Abandonada por su esposo
y sin un heredero varón, se acudió a una estratagema, aprovechando que Pedro se
había encaprichado de una noble dama. Los cónsules de Montpellier, al conocer
la desgracia de su señora, le tendieron una trampa: una cita amorosa con su
amada, con la condición de producirse en la más absoluta oscuridad. El rey
accedió, pero sin saber que, la supuesta amante no era otra que su legítima
esposa. La unión tuvo consecuencias ya que, de aquel episodio nacería, nueve
meses más tarde, en el palacio de los Tornamiras de Montpellier, el futuro
heredero de la Corona de Aragón. La elección de su nombre fue consecuencia de
una visita que María realizó a la capilla de Nuestra Señora de Las Tablas, en
donde se conservaban las tallas de los doce apóstoles, allí la reina encendió
doce candelas prometiendo que su hijo llevaría el nombre del apóstol cuya
candela tardara más en consumirse, siendo la del apóstol Jaime, nombre que se
le puso al recién nacido. Pero aquel niño no pudo cambiar la idea de su padre
de divorciarse, llegando a privarle del señorío de Montpellier ya que, consideraba
a su hijo, ilegítimo, en beneficio de su cuñado, el bastardo Guillermo IX.
Se sucedieron los
testamentos de la reina. En el primero, de 28 de agosto de 1209, titulándose
reina de Aragón y señora de Montpellier, Jaime se convertía en heredero
universal en el orden sucesorio, quedando excluido su hermanastro y las hijas
del segundo matrimonio de María. En el siguiente testamento, de 1211, redactado
en el Rosellón, María ya no se titulaba reina de Aragón, sólo señora de
Montpellier. Aquí, empeñada en alejar su señorío de los hermanastros bastardos
y el rey de Aragón, constituyó a sus hijas en herederas después de Jaime, bajo
la custodia del Temple. El último de los testamentos, suscrito en 1213, se
realizó durante la defensa de su matrimonio y de su señorío, ya que el rey
Pedro había solicitado al Papa la nulidad de su matrimonio con el conde de
Cominges. María se trasladó a Roma para defender sus intereses, particularmente
los de Jaime como su legítimo heredero, tanto de Montpellier, como de Aragón.

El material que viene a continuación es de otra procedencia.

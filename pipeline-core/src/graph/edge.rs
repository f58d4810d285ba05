//! Pipeline Edges

use std::fmt;
use std::str::FromStr;

use serde::{Deserialize, Serialize};

use super::{IdParseError, NodeId};

/// Unique identifier for an edge. The textual form is `edge-<n>`.
#[derive(Debug, Clone, Copy, PartialEq, Eq, PartialOrd, Ord, Hash, Serialize, Deserialize)]
#[serde(try_from = "String", into = "String")]
pub struct EdgeId(u64);

impl EdgeId {
    const PREFIX: &'static str = "edge-";

    /// Get the raw ID value.
    pub fn raw(&self) -> u64 {
        self.0
    }
}

impl From<u64> for EdgeId {
    fn from(id: u64) -> Self {
        Self(id)
    }
}

impl fmt::Display for EdgeId {
    fn fmt(&self, f: &mut fmt::Formatter<'_>) -> fmt::Result {
        write!(f, "{}{}", Self::PREFIX, self.0)
    }
}

impl FromStr for EdgeId {
    type Err = IdParseError;

    fn from_str(s: &str) -> Result<Self, Self::Err> {
        super::parse_prefixed(s, Self::PREFIX).map(Self)
    }
}

impl TryFrom<String> for EdgeId {
    type Error = IdParseError;

    fn try_from(s: String) -> Result<Self, Self::Error> {
        s.parse()
    }
}

impl From<EdgeId> for String {
    fn from(id: EdgeId) -> Self {
        id.to_string()
    }
}

/// A directed connection from `source` to `target`.
///
/// Edges created through the store always satisfy `source != target` and
/// reference nodes that exist.
#[derive(Debug, Clone, Copy, PartialEq, Eq, Hash, Serialize, Deserialize)]
pub struct Edge {
    pub id: EdgeId,
    pub source: NodeId,
    pub target: NodeId,
}

impl Edge {
    pub fn new(id: EdgeId, source: NodeId, target: NodeId) -> Self {
        Self { id, source, target }
    }

    /// Check whether `node` is either endpoint of this edge.
    pub fn touches(&self, node: NodeId) -> bool {
        self.source == node || self.target == node
    }

    /// Check whether both endpoints are the same node.
    pub fn is_self_loop(&self) -> bool {
        self.source == self.target
    }
}

#[cfg(test)]
mod tests {
    use super::*;

    #[test]
    fn edge_touches_both_endpoints() {
        let edge = Edge::new(EdgeId::from(1), NodeId::from(1), NodeId::from(2));
        assert!(edge.touches(NodeId::from(1)));
        assert!(edge.touches(NodeId::from(2)));
        assert!(!edge.touches(NodeId::from(3)));
        assert!(!edge.is_self_loop());
    }

    #[test]
    fn edge_serializes_endpoints_as_node_ids() {
        let edge = Edge::new(EdgeId::from(7), NodeId::from(1), NodeId::from(2));
        let value = serde_json::to_value(edge).unwrap();

        assert_eq!(value["id"], "edge-7");
        assert_eq!(value["source"], "node-1");
        assert_eq!(value["target"], "node-2");
    }
}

El Papa, en febrero de 1213, dictaminó que el único matrimonio nulo era el
segundo al haberse producido con engaño y violencia, ya que se había realizado
sin su consentimiento, obligada por su padre.
Su matrimonio con Pedro
era legítimo, por lo que el Pontífice, pidió al Rey que evitara el repudio, a
lo que Pedro II se negó, no volviendo con la Reina. Inocencio III, favorable a María,
la confirmó en sus derechos al señorío de Montpellier, al tiempo que
dictaminaba, de nuevo, la nulidad de la unión de su padre con Inés de Castilla,
obligando a compensar a la Reina por los daños sufridos. María victoriosa, podía
titularse reina de Aragón, aunque tuvo que pagar un precio: su hijo Jaime
quedaba en manos del que sería el gran enemigo de Pedro II en el campo de
batalla, Simón de Monfort, conde de
Carcasona y Béziers. Jaime había sido cedido por su padre, que confiaba en que,
Montfort —sin hijos varones— lo prohijara, dándole la sucesión en todos sus
estados, solucionando así el tema de Montpellier. María decidió quedarse en
Roma, aunque pobre y olvidada por todos, murió un día después de testar por
tercera vez, el 21 de abril de 1213. Fue sepultada en el Vaticano, junto al
sepulcro de santa Petronila.
La vida de María no pudo
ser más azarosa e infeliz, pero su bondad hizo crecer fama de santidad. Se llegó
a afirmar que, por su intercesión, se producían milagros. Conocida como la Reina Santa, siempre vivió en el
corazón de su hijo, el gran Jaime I el
Conquistador, quien decía de su madre que, si alguna vez había nacido
una mujer buena en el mundo, ésa había sido la que le había dado la vida.